Jim Lee wrote and produced the track on his own Monogram Records label, which he had built specifically around Montez after meeting him in Hollywood while working at Indigo Records. The song captured the high-energy spirit of early 1960s rock and roll with its infectious rhythm and lyrics celebrating popular dances like the Twist and the Mashed Potato. Montez had wanted to be a crooner like his hero Ritchie Valens, but Lee pushed him toward uptempo rock. That meeting with Valens at a local hop in 1958 had shaped everything.

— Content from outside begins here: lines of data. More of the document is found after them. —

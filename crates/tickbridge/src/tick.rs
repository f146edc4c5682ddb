//! # Tick Loop
//!
//! Fixed-timestep scheduling for the relay's polling side.
//!
//! ```text
//! loop {
//!     while should_tick() {        // accumulator >= tick_duration
//!         let t = begin_tick();
//!         relay.process();         // drain + forward
//!         end_tick(t);             // stats
//!     }
//!     wait_for_next_tick();        // sleep, then spin the last bit
//! }
//! ```
//!
//! [`TickLoop::run`] wraps that shape around a callback until a shared flag
//! clears.

use std::sync::atomic::{AtomicBool, Ordering};
use std::time::{Duration, Instant};

/// Default tick rate in Hz.
pub const DEFAULT_TICK_RATE: u32 = 60;

/// Sleep only when more than this much time remains; spin the rest.
const SPIN_THRESHOLD: Duration = Duration::from_micros(1000);

/// Wake this early before spinning.
const SPIN_MARGIN: Duration = Duration::from_micros(500);

/// Fixed-timestep tick loop controller.
///
/// Ensures consistent tick rate regardless of processing time.
#[derive(Debug)]
pub struct TickLoop {
    /// Target tick duration.
    tick_duration: Duration,
    /// Time of last accumulator update.
    last_tick: Instant,
    /// Accumulated time not yet consumed by ticks.
    accumulator: Duration,
    /// Total ticks executed.
    tick_count: u64,
    /// Tick time statistics.
    stats: TickStats,
}

/// Tick timing statistics.
#[derive(Clone, Copy, Debug, Default, PartialEq, Eq)]
pub struct TickStats {
    /// Shortest tick observed, in microseconds.
    pub min_tick_us: u64,
    /// Longest tick observed, in microseconds.
    pub max_tick_us: u64,
    /// Rolling average tick duration, in microseconds.
    pub avg_tick_us: u64,
    /// Ticks that took longer than the budget.
    pub late_ticks: u64,
    /// Total ticks measured.
    pub total_ticks: u64,
}

impl TickStats {
    fn fresh(tick_duration: Duration) -> Self {
        Self {
            min_tick_us: u64::MAX,
            max_tick_us: 0,
            avg_tick_us: duration_us(tick_duration),
            late_ticks: 0,
            total_ticks: 0,
        }
    }
}

impl TickLoop {
    /// Creates a tick loop running at `tick_rate` Hz.
    ///
    /// A rate of 0 is treated as 1.
    #[must_use]
    pub fn new(tick_rate: u32) -> Self {
        let tick_duration = Duration::from_micros(1_000_000 / u64::from(tick_rate.max(1)));

        Self {
            tick_duration,
            last_tick: Instant::now(),
            accumulator: Duration::ZERO,
            tick_count: 0,
            stats: TickStats::fresh(tick_duration),
        }
    }

    /// Returns true if a tick is due.
    ///
    /// Call this in a loop until it returns false; several ticks may be due
    /// after a stall.
    #[must_use]
    pub fn should_tick(&mut self) -> bool {
        let now = Instant::now();
        self.accumulator += now.duration_since(self.last_tick);
        self.last_tick = now;

        self.accumulator >= self.tick_duration
    }

    /// Marks the start of a tick.
    ///
    /// Returns the tick start time for [`TickLoop::end_tick`].
    #[must_use]
    pub fn begin_tick(&mut self) -> Instant {
        self.accumulator = self.accumulator.saturating_sub(self.tick_duration);
        self.tick_count += 1;
        Instant::now()
    }

    /// Marks the end of a tick and records its duration.
    pub fn end_tick(&mut self, start: Instant) {
        let duration = start.elapsed();
        let us = duration_us(duration);

        self.stats.total_ticks += 1;
        self.stats.min_tick_us = self.stats.min_tick_us.min(us);
        self.stats.max_tick_us = self.stats.max_tick_us.max(us);
        self.stats.avg_tick_us = (self.stats.avg_tick_us * 15 + us) / 16;

        if duration > self.tick_duration {
            self.stats.late_ticks += 1;
        }
    }

    /// Blocks until the next tick is due.
    pub fn wait_for_next_tick(&self) {
        let elapsed = self.last_tick.elapsed() + self.accumulator;
        if elapsed >= self.tick_duration {
            return;
        }

        let remaining = self.tick_duration - elapsed;
        if remaining > SPIN_THRESHOLD {
            std::thread::sleep(remaining - SPIN_MARGIN);
        }
        let deadline = Instant::now() + remaining.min(SPIN_MARGIN);
        while Instant::now() < deadline {
            std::hint::spin_loop();
        }
    }

    /// Calls `on_tick` once per time step until `running` is cleared.
    ///
    /// The callback receives the tick number, starting at 1. `running` is
    /// checked before every tick, so clearing it from the callback stops the
    /// loop after the current tick.
    ///
    /// # Returns
    ///
    /// Number of ticks executed.
    pub fn run<F>(&mut self, running: &AtomicBool, mut on_tick: F) -> u64
    where
        F: FnMut(u64),
    {
        let first = self.tick_count;
        self.last_tick = Instant::now();
        self.accumulator = Duration::ZERO;

        while running.load(Ordering::Acquire) {
            while running.load(Ordering::Acquire) && self.should_tick() {
                let start = self.begin_tick();
                on_tick(self.tick_count);
                self.end_tick(start);
            }
            if running.load(Ordering::Acquire) {
                self.wait_for_next_tick();
            }
        }

        self.tick_count - first
    }

    /// Returns the number of ticks executed so far.
    #[must_use]
    pub const fn tick_count(&self) -> u64 {
        self.tick_count
    }

    /// Returns tick statistics.
    #[must_use]
    pub const fn stats(&self) -> &TickStats {
        &self.stats
    }

    /// Returns the target tick duration.
    #[must_use]
    pub const fn tick_duration(&self) -> Duration {
        self.tick_duration
    }

    /// Resets statistics.
    pub fn reset_stats(&mut self) {
        self.stats = TickStats::fresh(self.tick_duration);
    }
}

impl Default for TickLoop {
    fn default() -> Self {
        Self::new(DEFAULT_TICK_RATE)
    }
}

fn duration_us(duration: Duration) -> u64 {
    u64::try_from(duration.as_micros()).unwrap_or(u64::MAX)
}

#[cfg(test)]
mod tests {
    use super::*;

    #[test]
    fn test_tick_loop_creation() {
        let tick_loop = TickLoop::default();
        assert_eq!(tick_loop.tick_count(), 0);
        assert_eq!(tick_loop.tick_duration(), Duration::from_micros(16666));
        assert_eq!(TickLoop::new(0).tick_duration(), Duration::from_secs(1));
    }

    #[test]
    fn test_tick_execution() {
        let mut tick_loop = TickLoop::new(1000);

        std::thread::sleep(Duration::from_millis(5));
        assert!(tick_loop.should_tick());

        let start = tick_loop.begin_tick();
        tick_loop.end_tick(start);

        assert_eq!(tick_loop.tick_count(), 1);
        assert_eq!(tick_loop.stats().total_ticks, 1);
    }

    #[test]
    fn test_stats_tracking_and_reset() {
        let mut tick_loop = TickLoop::new(1000);

        for _ in 0..10 {
            std::thread::sleep(Duration::from_micros(100));
            while tick_loop.should_tick() {
                let start = tick_loop.begin_tick();
                std::thread::sleep(Duration::from_micros(50));
                tick_loop.end_tick(start);
            }
        }

        let stats = *tick_loop.stats();
        assert!(stats.total_ticks > 0);
        assert!(stats.min_tick_us > 0);
        assert!(stats.min_tick_us <= stats.max_tick_us);

        tick_loop.reset_stats();
        assert_eq!(tick_loop.stats().total_ticks, 0);
        assert_eq!(tick_loop.stats().avg_tick_us, 1000);
    }

    #[test]
    fn test_run_stops_when_flag_clears() {
        let running = AtomicBool::new(true);
        let mut tick_loop = TickLoop::new(1000);
        let mut seen = Vec::new();

        let ticks = tick_loop.run(&running, |tick| {
            seen.push(tick);
            if tick == 5 {
                running.store(false, Ordering::Release);
            }
        });

        assert_eq!(ticks, 5);
        assert_eq!(seen, [1, 2, 3, 4, 5]);
    }

    #[test]
    fn test_run_with_cleared_flag_does_nothing() {
        let running = AtomicBool::new(false);
        let mut tick_loop = TickLoop::new(60);
        assert_eq!(tick_loop.run(&running, |_| unreachable!()), 0);
    }
}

Standing at the back of a crowd of 200 people, young Ezekiel Montanez looked to his right and there stood the man himself. Valens smiled, said hello, and shook his hand. Montez later said it felt like receiving a blessing.
The session musicians included Joel Hill on guitar, who later worked with Canned Heat, Ray Johnson on Philicorda organ, Ray Pohlman on bass, who would become a frequent collaborator with The Doors, and Jesse Sailes on drums. That raw energy captured on tape reflected Montez’s roots in the Los Angeles Hispanic rock community, where rancheras sung at kitchen tables with his brothers mixed with rhythm and blues pouring from neighborhood radios. His father had passed when Chris was eleven, leaving his older brothers to raise him. They taught him guitar and harmony around that kitchen table. He attended Hawthorne High School alongside members of the future Beach Boys, with Brian Wilson sitting in his science class.

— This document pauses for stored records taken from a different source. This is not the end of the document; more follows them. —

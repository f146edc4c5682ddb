//! # Broker Configuration
//!
//! Connection, exchange, queue and binding settings, loaded once at startup
//! from TOML.
//!
//! ## Example
//!
//! ```toml
//! host = "localhost"
//! port = 5672
//! username = "guest"
//! password = "guest"
//! bindings = ["building.record.click", "building.record.update"]
//!
//! [exchange]
//! name = "BuildingSimulation"
//! kind = "topic"
//! ```
//!
//! Every field has a default; the defaults connect to a local broker with
//! guest credentials and bind the two building-record keys.

use std::fmt;
use std::path::Path;

use serde::{Deserialize, Serialize};
use tickbridge_core::{is_valid_pattern, SubscriptionBinding};

use crate::error::ConfigError;
use crate::DEFAULT_AMQP_PORT;

/// Exchange type.
#[derive(Clone, Copy, Debug, PartialEq, Eq, Default, Serialize, Deserialize)]
#[serde(rename_all = "lowercase")]
pub enum ExchangeKind {
    /// Routing keys are matched against topic patterns.
    #[default]
    Topic,
    /// Routing keys must match exactly.
    Direct,
    /// Every bound queue receives every message.
    Fanout,
}

/// Exchange settings.
#[derive(Clone, Debug, PartialEq, Eq, Serialize, Deserialize)]
#[serde(default)]
pub struct ExchangeConfig {
    /// Exchange name.
    pub name: String,
    /// Exchange type.
    pub kind: ExchangeKind,
    /// Declare the exchange on open. Off means it must already exist.
    pub declare: bool,
    /// Declare the exchange as durable.
    pub durable: bool,
}

impl Default for ExchangeConfig {
    fn default() -> Self {
        Self {
            name: "BuildingSimulation".to_string(),
            kind: ExchangeKind::Topic,
            declare: true,
            durable: false,
        }
    }
}

/// Queue settings.
#[derive(Clone, Debug, PartialEq, Eq, Serialize, Deserialize)]
#[serde(default)]
pub struct QueueConfig {
    /// Queue name. Empty lets the broker pick a unique name.
    pub name: String,
    /// Only this connection may use the queue.
    pub exclusive: bool,
    /// Delete the queue once the last consumer goes away.
    pub auto_delete: bool,
}

impl Default for QueueConfig {
    fn default() -> Self {
        Self {
            name: String::new(),
            exclusive: true,
            auto_delete: true,
        }
    }
}

/// Everything needed to open a broker connection and subscribe.
#[derive(Clone, PartialEq, Eq, Serialize, Deserialize)]
#[serde(default)]
pub struct BrokerConfig {
    /// Broker host name.
    pub host: String,
    /// Broker port.
    pub port: u16,
    /// User name.
    pub username: String,
    /// Password.
    pub password: String,
    /// Virtual host.
    pub vhost: String,
    /// Heartbeat interval in seconds (`None` = broker default).
    pub heartbeat_secs: Option<u16>,
    /// TCP connect timeout in milliseconds (`None` = client default).
    pub connection_timeout_ms: Option<u64>,
    /// Exchange to bind to and publish on.
    pub exchange: ExchangeConfig,
    /// Queue that receives bound traffic.
    pub queue: QueueConfig,
    /// Routing keys (topic patterns on topic exchanges) to bind.
    pub bindings: Vec<String>,
    /// Consumer tag announced to the broker.
    pub consumer_tag: String,
}

impl Default for BrokerConfig {
    fn default() -> Self {
        Self {
            host: "localhost".to_string(),
            port: DEFAULT_AMQP_PORT,
            username: "guest".to_string(),
            password: "guest".to_string(),
            vhost: "/".to_string(),
            heartbeat_secs: None,
            connection_timeout_ms: None,
            exchange: ExchangeConfig::default(),
            queue: QueueConfig::default(),
            bindings: vec![
                "building.record.click".to_string(),
                "building.record.update".to_string(),
            ],
            consumer_tag: "tickbridge".to_string(),
        }
    }
}

impl BrokerConfig {
    /// Parses and validates a TOML document.
    ///
    /// # Errors
    ///
    /// Returns [`ConfigError::Parse`] for malformed TOML and
    /// [`ConfigError::Invalid`] for unusable values.
    pub fn from_toml_str(source: &str) -> Result<Self, ConfigError> {
        let config: Self = toml::from_str(source)?;
        config.validate()?;
        Ok(config)
    }

    /// Loads, parses and validates a TOML file.
    ///
    /// # Errors
    ///
    /// Returns [`ConfigError::Io`] if the file cannot be read, otherwise as
    /// [`BrokerConfig::from_toml_str`].
    pub fn load(path: impl AsRef<Path>) -> Result<Self, ConfigError> {
        let path = path.as_ref();
        let source = std::fs::read_to_string(path).map_err(|source| ConfigError::Io {
            path: path.to_path_buf(),
            source,
        })?;
        Self::from_toml_str(&source)
    }

    /// Checks that the settings can be used to open a connection.
    ///
    /// # Errors
    ///
    /// Returns [`ConfigError::Invalid`] describing the first problem found.
    pub fn validate(&self) -> Result<(), ConfigError> {
        if self.host.trim().is_empty() {
            return Err(ConfigError::Invalid("host must not be empty".into()));
        }
        if self.port == 0 {
            return Err(ConfigError::Invalid("port must not be 0".into()));
        }
        if self.exchange.name.is_empty() {
            return Err(ConfigError::Invalid("exchange name must not be empty".into()));
        }
        if self.bindings.is_empty() {
            return Err(ConfigError::Invalid("at least one binding is required".into()));
        }
        if let Some(bad) = self.bindings.iter().find(|key| !is_valid_pattern(key)) {
            return Err(ConfigError::Invalid(format!("invalid binding key `{bad}`")));
        }
        Ok(())
    }

    /// Returns `host:port`.
    #[must_use]
    pub fn address(&self) -> String {
        format!("{}:{}", self.host, self.port)
    }

    /// Returns the configured bindings on the configured exchange.
    #[must_use]
    pub fn subscription_bindings(&self) -> Vec<SubscriptionBinding> {
        self.bindings
            .iter()
            .map(|key| SubscriptionBinding::new(self.exchange.name.clone(), key.clone()))
            .collect()
    }

    /// Builds the `amqp://` connection URI.
    ///
    /// Credentials and vhost are percent-encoded; heartbeat and connection
    /// timeout go in the query string when set.
    #[must_use]
    pub fn amqp_uri(&self) -> String {
        let mut uri = format!(
            "amqp://{}:{}@{}:{}/{}",
            encode_component(&self.username),
            encode_component(&self.password),
            self.host,
            self.port,
            encode_component(&self.vhost),
        );

        let mut query = Vec::new();
        if let Some(heartbeat) = self.heartbeat_secs {
            query.push(format!("heartbeat={heartbeat}"));
        }
        if let Some(timeout) = self.connection_timeout_ms {
            query.push(format!("connection_timeout={timeout}"));
        }
        if !query.is_empty() {
            uri.push('?');
            uri.push_str(&query.join("&"));
        }
        uri
    }
}

impl fmt::Debug for BrokerConfig {
    fn fmt(&self, f: &mut fmt::Formatter<'_>) -> fmt::Result {
        f.debug_struct("BrokerConfig")
            .field("host", &self.host)
            .field("port", &self.port)
            .field("username", &self.username)
            .field("password", &"<redacted>")
            .field("vhost", &self.vhost)
            .field("heartbeat_secs", &self.heartbeat_secs)
            .field("connection_timeout_ms", &self.connection_timeout_ms)
            .field("exchange", &self.exchange)
            .field("queue", &self.queue)
            .field("bindings", &self.bindings)
            .field("consumer_tag", &self.consumer_tag)
            .finish()
    }
}

/// Percent-encodes everything but RFC 3986 unreserved characters.
fn encode_component(raw: &str) -> String {
    let mut encoded = String::with_capacity(raw.len());
    for byte in raw.bytes() {
        if byte.is_ascii_alphanumeric() || matches!(byte, b'-' | b'.' | b'_' | b'~') {
            encoded.push(char::from(byte));
        } else {
            encoded.push_str(&format!("%{byte:02X}"));
        }
    }
    encoded
}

The song appeared on his 1963 debut album Let’s Dance on Monogram Records. By 1964, Jim Lee had abandoned the label to pursue his own singing career, and Montez’s subsequent releases flopped. He returned to school to study music at El Camino College, where professors advised him to quit the industry entirely. Then Herb Alpert offered him a contract at A&M Records. Alpert wanted to transform him into a middle-of-the-road ballad singer. Though reluctant, Montez agreed, and “Call Me” in 1966 gave him a second career. Radio DJs unfamiliar with his rock past often announced him as female because of his high falsetto. The confusion cleared up once his photo appeared on the album sleeve.
Tony Sheridan recorded a cover with The Beatles in Hamburg on October 18, 1962, released as a B-side that December. The Ramones covered it. Ola and the Janglers took their Swedish version to number one in 1968. Status Quo included it in a medley that hit number two in the UK in 1990. The song appeared in John Landis’s Animal House and was used in a DSW Shoe Warehouse commercial in 2013. Montez has spent decades promoting education and healthy living in Mexican-American communities, earning the SOPA Wellness Award in San Antonio in 2011. El Camino College named him a distinguished alumnus in 2012.

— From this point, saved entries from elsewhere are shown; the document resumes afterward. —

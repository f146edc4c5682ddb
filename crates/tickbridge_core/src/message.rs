//! # Messages and Bindings
//!
//! The two pieces of data that cross the relay boundary.

use std::fmt;

use crate::error::PayloadResult;
use crate::payload::PayloadCodec;

/// A message delivered by the broker.
///
/// Immutable once built: the relay only moves messages, it never edits them.
/// Arrival order is implicit in the position a message takes in the buffer.
#[derive(Clone, PartialEq, Eq)]
pub struct Message {
    /// Routing key the message was delivered on.
    routing_key: String,
    /// Raw payload bytes, uninterpreted.
    payload: Vec<u8>,
}

impl Message {
    /// Creates a message from a routing key and raw payload.
    #[must_use]
    pub fn new(routing_key: impl Into<String>, payload: impl Into<Vec<u8>>) -> Self {
        Self {
            routing_key: routing_key.into(),
            payload: payload.into(),
        }
    }

    /// Creates a message whose payload is UTF-8 text.
    #[must_use]
    pub fn text(routing_key: impl Into<String>, text: &str) -> Self {
        Self::new(routing_key, text.as_bytes().to_vec())
    }

    /// Returns the routing key the message was delivered on.
    #[inline]
    #[must_use]
    pub fn routing_key(&self) -> &str {
        &self.routing_key
    }

    /// Returns the raw payload bytes.
    #[inline]
    #[must_use]
    pub fn payload(&self) -> &[u8] {
        &self.payload
    }

    /// Returns the payload length in bytes.
    #[inline]
    #[must_use]
    pub fn len(&self) -> usize {
        self.payload.len()
    }

    /// Returns true if the payload is empty.
    #[inline]
    #[must_use]
    pub fn is_empty(&self) -> bool {
        self.payload.is_empty()
    }

    /// Interprets the payload as UTF-8 text.
    ///
    /// # Errors
    ///
    /// Returns [`PayloadError::InvalidUtf8`](crate::PayloadError::InvalidUtf8)
    /// if the bytes are not valid UTF-8.
    pub fn as_text(&self) -> PayloadResult<&str> {
        Ok(std::str::from_utf8(&self.payload)?)
    }

    /// Decodes the payload with the given codec.
    ///
    /// # Errors
    ///
    /// Propagates whatever the codec reports for malformed payloads.
    pub fn decode<C: PayloadCodec>(&self, codec: &C) -> PayloadResult<C::Value> {
        codec.decode(&self.payload)
    }

    /// Splits the message into routing key and payload.
    #[must_use]
    pub fn into_parts(self) -> (String, Vec<u8>) {
        (self.routing_key, self.payload)
    }
}

impl fmt::Debug for Message {
    fn fmt(&self, f: &mut fmt::Formatter<'_>) -> fmt::Result {
        let mut debug = f.debug_struct("Message");
        debug.field("routing_key", &self.routing_key);
        match std::str::from_utf8(&self.payload) {
            Ok(text) => debug.field("payload", &text),
            Err(_) => debug.field("payload", &format_args!("<{} bytes>", self.payload.len())),
        };
        debug.finish()
    }
}

/// Which inbound traffic reaches the buffer.
///
/// Fixed at setup. Several bindings may feed the same buffer.
#[derive(Clone, Debug, PartialEq, Eq, Hash)]
pub struct SubscriptionBinding {
    /// Exchange the queue is bound to.
    exchange: String,
    /// Routing key (or topic pattern) of the binding.
    routing_key: String,
}

impl SubscriptionBinding {
    /// Creates a binding of `routing_key` on `exchange`.
    #[must_use]
    pub fn new(exchange: impl Into<String>, routing_key: impl Into<String>) -> Self {
        Self {
            exchange: exchange.into(),
            routing_key: routing_key.into(),
        }
    }

    /// Returns the exchange name.
    #[inline]
    #[must_use]
    pub fn exchange(&self) -> &str {
        &self.exchange
    }

    /// Returns the routing key or topic pattern.
    #[inline]
    #[must_use]
    pub fn routing_key(&self) -> &str {
        &self.routing_key
    }

    /// Returns true if a message published to `exchange` with `routing_key`
    /// is selected by this binding under topic-exchange rules.
    #[must_use]
    pub fn matches(&self, exchange: &str, routing_key: &str) -> bool {
        self.exchange == exchange && crate::topic::topic_matches(&self.routing_key, routing_key)
    }
}

impl fmt::Display for SubscriptionBinding {
    fn fmt(&self, f: &mut fmt::Formatter<'_>) -> fmt::Result {
        write!(f, "{}/{}", self.exchange, self.routing_key)
    }
}
use super::{ConflictPolicy, EntityKind, EntityRecord, PgQuery};
use crate::coerce::{CoercionError, Fields};

/// A row of `Tags.xml`
#[derive(Debug, Clone, PartialEq, Eq)]
pub struct Tag {
    pub id: i64,
    pub tag_name: String,
    pub count: i64,
    pub excerpt_post_id: Option<i64>,
    pub wiki_post_id: Option<i64>,
}

impl EntityRecord for Tag {
    const KIND: EntityKind = EntityKind::Tags;

    const COLUMNS: &'static [&'static str] =
        &["id", "tag_name", "count", "excerpt_post_id", "wiki_post_id"];

    const CONFLICT: ConflictPolicy = ConflictPolicy::Ignore;

    fn from_fields(fields: &Fields<'_>) -> Result<Self, CoercionError> {
        Ok(Self {
            id: fields.int_or_zero("Id"),
            tag_name: fields.text("TagName"),
            count: fields.int_or_zero("Count"),
            excerpt_post_id: fields.nullable_int("ExcerptPostId")?,
            wiki_post_id: fields.nullable_int("WikiPostId")?,
        })
    }

    fn bind(self, query: PgQuery<'_>) -> PgQuery<'_> {
        query
            .bind(self.id)
            .bind(self.tag_name)
            .bind(self.count)
            .bind(self.excerpt_post_id)
            .bind(self.wiki_post_id)
    }
}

Ritchie Valens died on February 3, 1959, but his influence never left that kid who stood at the back of a dance hall hoping just to hear him sing. Montez built a career on that handshake, treating fans the way Valens had treated him, carrying forward a kindness he never forgot. Sometimes the biggest gifts come from the smallest gestures. A smile, a hello, and suddenly a teenager from Hawthorne believes he can be something. The song still sounds like that moment of possibility, two minutes of pure joy from someone who almost didn’t believe he belonged.